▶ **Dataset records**
--*--
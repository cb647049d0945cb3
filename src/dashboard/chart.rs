//! Inline SVG charts for the dashboard page.
//!
//! Charts are plain strings of SVG markup; every label passes through
//! [`quick_xml::escape::escape`] before it is written.
use crate::roster::aggregate::CategoryCount;
use crate::roster::aggregate::YearCount;
use quick_xml::escape::escape;
use std::f64::consts::PI;

pub const SET3: [&str; 12] = [
    "#8dd3c7", "#ffffb3", "#bebada", "#fb8072", "#80b1d3", "#fdb462", "#b3de69", "#fccde5", "#d9d9d9", "#bc80bd",
    "#ccebc5", "#ffed6f",
];

pub const PLOTLY: [&str; 10] = [
    "#636efa", "#ef553b", "#00cc96", "#ab63fa", "#ffa15a", "#19d3f3", "#ff6692", "#b6e880", "#ff97ff", "#fecb52",
];

pub const BLUES_REVERSED: [&str; 9] = [
    "#08306b", "#08519c", "#2171b5", "#4292c6", "#6baed6", "#9ecae1", "#c6dbef", "#deebf7", "#f7fbff",
];

pub const MARKER_COLOR: &str = "#D21F4B";

const WIDTH: f64 = 560.0;
const HEIGHT: f64 = 380.0;
const MARGIN_LEFT: f64 = 56.0;
const MARGIN_RIGHT: f64 = 20.0;
const MARGIN_TOP: f64 = 52.0;
const MARGIN_BOTTOM: f64 = 104.0;

fn open_svg(svg: &mut String, title: &str, title_x: f64) {
    svg.push_str(&format!(
        r#"<svg class="chart" xmlns="http://www.w3.org/2000/svg" viewBox="0 0 {WIDTH} {HEIGHT}" role="img" aria-label="{label}"><text class="chart-title" x="{x:.1}" y="28" text-anchor="middle">{label}</text>"#,
        label = escape(title),
        x = WIDTH * title_x,
    ));
}

fn empty_chart(title: &str) -> String {
    let mut svg = String::new();
    open_svg(&mut svg, title, 0.5);
    svg.push_str(&format!(
        r#"<text class="chart-empty" x="{:.1}" y="{:.1}" text-anchor="middle">Tidak ada data</text></svg>"#,
        WIDTH / 2.0,
        HEIGHT / 2.0
    ));
    svg
}

/// Largest axis value and tick step covering `max` with about five integer ticks.
fn integer_axis(max: usize) -> (usize, usize) {
    let step = max.div_ceil(5).max(1);
    let top = max.div_ceil(step).max(1) * step;
    (top, step)
}

fn plot_height() -> f64 {
    HEIGHT - MARGIN_TOP - MARGIN_BOTTOM
}

fn plot_width() -> f64 {
    WIDTH - MARGIN_LEFT - MARGIN_RIGHT
}

fn y_position(value: usize, top: usize) -> f64 {
    MARGIN_TOP + plot_height() * (1.0 - value as f64 / top as f64)
}

fn y_axis(svg: &mut String, top: usize, step: usize, label: &str) {
    let mut tick = 0;
    while tick <= top {
        let y = y_position(tick, top);
        svg.push_str(&format!(
            r#"<line class="grid" x1="{MARGIN_LEFT}" y1="{y:.1}" x2="{:.1}" y2="{y:.1}"/><text class="tick" x="{:.1}" y="{:.1}" text-anchor="end">{tick}</text>"#,
            WIDTH - MARGIN_RIGHT,
            MARGIN_LEFT - 6.0,
            y + 4.0,
        ));
        tick += step;
    }
    svg.push_str(&format!(
        r#"<text class="axis-label" transform="translate(14 {:.1}) rotate(-90)" text-anchor="middle">{}</text>"#,
        MARGIN_TOP + plot_height() / 2.0,
        escape(label)
    ));
}

/// Vertical bars in the given order, one palette color per bar, counts printed on top.
pub fn bar_chart(title: &str, x_label: &str, counts: &[CategoryCount], palette: &[&str]) -> String {
    if counts.is_empty() || palette.is_empty() {
        return empty_chart(title);
    }
    let max = counts.iter().map(|entry| entry.count).max().unwrap_or(0);
    let (top, step) = integer_axis(max);
    let slot = plot_width() / counts.len() as f64;
    let bar_width = slot * 0.7;
    let baseline = y_position(0, top);

    let mut svg = String::new();
    open_svg(&mut svg, title, 0.5);
    y_axis(&mut svg, top, step, "Jumlah");
    for (index, entry) in counts.iter().enumerate() {
        let x = MARGIN_LEFT + slot * index as f64 + (slot - bar_width) / 2.0;
        let y = y_position(entry.count, top);
        let center = x + bar_width / 2.0;
        let label = escape(&entry.value);
        svg.push_str(&format!(
            r#"<g class="bar"><title>{label}: {count}</title><rect x="{x:.1}" y="{y:.1}" width="{bar_width:.1}" height="{height:.1}" fill="{color}"/><text class="value" x="{center:.1}" y="{value_y:.1}" text-anchor="middle">{count}</text><text class="category" transform="translate({center:.1} {label_y:.1}) rotate(-35)" text-anchor="end">{label}</text></g>"#,
            count = entry.count,
            height = baseline - y,
            color = palette[index % palette.len()],
            value_y = y - 4.0,
            label_y = baseline + 14.0,
        ));
    }
    svg.push_str(&format!(
        r#"<text class="axis-label" x="{:.1}" y="{:.1}" text-anchor="middle">{}</text></svg>"#,
        MARGIN_LEFT + plot_width() / 2.0,
        HEIGHT - 6.0,
        escape(x_label)
    ));
    svg
}

/// Pie slices clockwise from twelve o'clock, labelled with name and percentage.
pub fn pie_chart(title: &str, counts: &[CategoryCount], palette: &[&str]) -> String {
    let total: usize = counts.iter().map(|entry| entry.count).sum();
    if total == 0 || palette.is_empty() {
        return empty_chart(title);
    }
    let radius = (HEIGHT - MARGIN_TOP - 24.0) / 2.0;
    let (cx, cy) = (WIDTH / 2.0, MARGIN_TOP + radius);
    let point = |angle: f64, distance: f64| (cx + distance * angle.sin(), cy - distance * angle.cos());

    let mut svg = String::new();
    open_svg(&mut svg, title, 0.5);
    let mut start = 0.0_f64;
    for (index, entry) in counts.iter().enumerate() {
        let share = entry.count as f64 / total as f64;
        let end = start + share * 2.0 * PI;
        let color = palette[index % palette.len()];
        let label = escape(&entry.value);
        svg.push_str(&format!(r#"<g class="slice"><title>{label}: {}</title>"#, entry.count));
        if entry.count == total {
            svg.push_str(&format!(r#"<circle cx="{cx:.1}" cy="{cy:.1}" r="{radius:.1}" fill="{color}"/>"#));
        } else {
            let (x1, y1) = point(start, radius);
            let (x2, y2) = point(end, radius);
            let large_arc = if end - start > PI { 1 } else { 0 };
            svg.push_str(&format!(
                r##"<path d="M {cx:.2} {cy:.2} L {x1:.2} {y1:.2} A {radius:.2} {radius:.2} 0 {large_arc} 1 {x2:.2} {y2:.2} Z" fill="{color}" stroke="#ffffff"/>"##
            ));
        }
        let (lx, ly) = point((start + end) / 2.0, if entry.count == total { 0.0 } else { radius * 0.62 });
        svg.push_str(&format!(
            r#"<text class="slice-label" x="{lx:.1}" y="{ly:.1}" text-anchor="middle"><tspan x="{lx:.1}">{label}</tspan><tspan x="{lx:.1}" dy="1.2em">{percent:.1}%</tspan></text></g>"#,
            percent = share * 100.0,
        ));
        start = end;
    }
    svg.push_str("</svg>");
    svg
}

/// Counts per year joined by a line, with a marker at each year.
pub fn line_chart(title: &str, x_label: &str, counts: &[YearCount]) -> String {
    let (Some(first), Some(last)) = (counts.first(), counts.last()) else {
        return empty_chart(title);
    };
    let max = counts.iter().map(|entry| entry.count).max().unwrap_or(0);
    let (top, step) = integer_axis(max);
    let span = (last.year - first.year) as f64;
    let inset = 24.0;
    let x_position = |year: i32| {
        if span == 0.0 {
            MARGIN_LEFT + plot_width() / 2.0
        } else {
            MARGIN_LEFT + inset + (plot_width() - 2.0 * inset) * (year - first.year) as f64 / span
        }
    };

    let mut svg = String::new();
    open_svg(&mut svg, title, 0.4);
    y_axis(&mut svg, top, step, "Jumlah Atlet");
    let points: Vec<String> = counts
        .iter()
        .map(|entry| format!("{:.1},{:.1}", x_position(entry.year), y_position(entry.count, top)))
        .collect();
    svg.push_str(&format!(
        r#"<polyline fill="none" stroke="{}" stroke-width="2" points="{}"/>"#,
        PLOTLY[0],
        points.join(" ")
    ));
    let baseline = y_position(0, top);
    for entry in counts {
        let (x, y) = (x_position(entry.year), y_position(entry.count, top));
        svg.push_str(&format!(
            r#"<g class="point"><title>{year}: {count}</title><circle cx="{x:.1}" cy="{y:.1}" r="4" fill="{MARKER_COLOR}"/><text class="tick" x="{x:.1}" y="{tick_y:.1}" text-anchor="middle">{year}</text></g>"#,
            year = entry.year,
            count = entry.count,
            tick_y = baseline + 18.0,
        ));
    }
    svg.push_str(&format!(
        r#"<text class="axis-label" x="{:.1}" y="{:.1}" text-anchor="middle">{}</text></svg>"#,
        MARGIN_LEFT + plot_width() / 2.0,
        baseline + 44.0,
        escape(x_label)
    ));
    svg
}

#[cfg(test)]
mod tests {
    use super::*;

    fn counts(items: &[(&str, usize)]) -> Vec<CategoryCount> {
        items
            .iter()
            .map(|(value, count)| CategoryCount {
                value: value.to_string(),
                count: *count,
            })
            .collect()
    }

    #[test]
    fn axis_covers_maximum() {
        assert_eq!(integer_axis(0), (1, 1));
        assert_eq!(integer_axis(3), (3, 1));
        assert_eq!(integer_axis(12), (12, 3));
        assert_eq!(integer_axis(101), (105, 21));
    }

    #[test]
    fn bars_carry_values_and_escaped_labels() {
        let svg = bar_chart("Cabor", "Cabang Olahraga", &counts(&[("Renang", 4), ("Tenis <Meja>", 2)]), &SET3);
        assert!(svg.starts_with("<svg"));
        assert!(svg.ends_with("</svg>"));
        assert_eq!(svg.matches("<rect").count(), 2);
        assert!(svg.contains("Tenis &lt;Meja&gt;"));
        assert!(svg.contains(SET3[1]));
        assert!(svg.contains(">4</text>"));
    }

    #[test]
    fn pie_shows_percentages() {
        let svg = pie_chart("Gender", &counts(&[("Putra", 3), ("Putri", 1)]), &SET3);
        assert_eq!(svg.matches("<path").count(), 2);
        assert!(svg.contains("75.0%"));
        assert!(svg.contains("25.0%"));

        let whole = pie_chart("Gender", &counts(&[("Putra", 2)]), &SET3);
        assert!(whole.contains("<circle"));
        assert!(whole.contains("100.0%"));
    }

    #[test]
    fn line_marks_every_year() {
        let years = [YearCount { year: 2021, count: 2 }, YearCount { year: 2023, count: 5 }];
        let svg = line_chart("Periode", "Periode (Tahun)", &years);
        assert_eq!(svg.matches("<circle").count(), 2);
        assert!(svg.contains(MARKER_COLOR));
        assert!(svg.contains(">2021</text>"));
        assert!(svg.contains("<polyline"));
    }

    #[test]
    fn empty_data_renders_placeholder() {
        assert!(bar_chart("x", "y", &[], &PLOTLY).contains("Tidak ada data"));
        assert!(pie_chart("x", &[], &SET3).contains("Tidak ada data"));
        assert!(line_chart("x", "y", &[]).contains("Tidak ada data"));
    }
}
--*--
▶ **Task to complete**
What lines in the records contain the word "first"? Return each one.

▶ **Response area**
    let (Some(first), Some(last)) = (counts.first(), counts.last()) else {
    let span = (last.year - first.year) as f64;
            MARGIN_LEFT + inset + (plot_width() - 2.0 * inset) * (year - first.year) as f64 / span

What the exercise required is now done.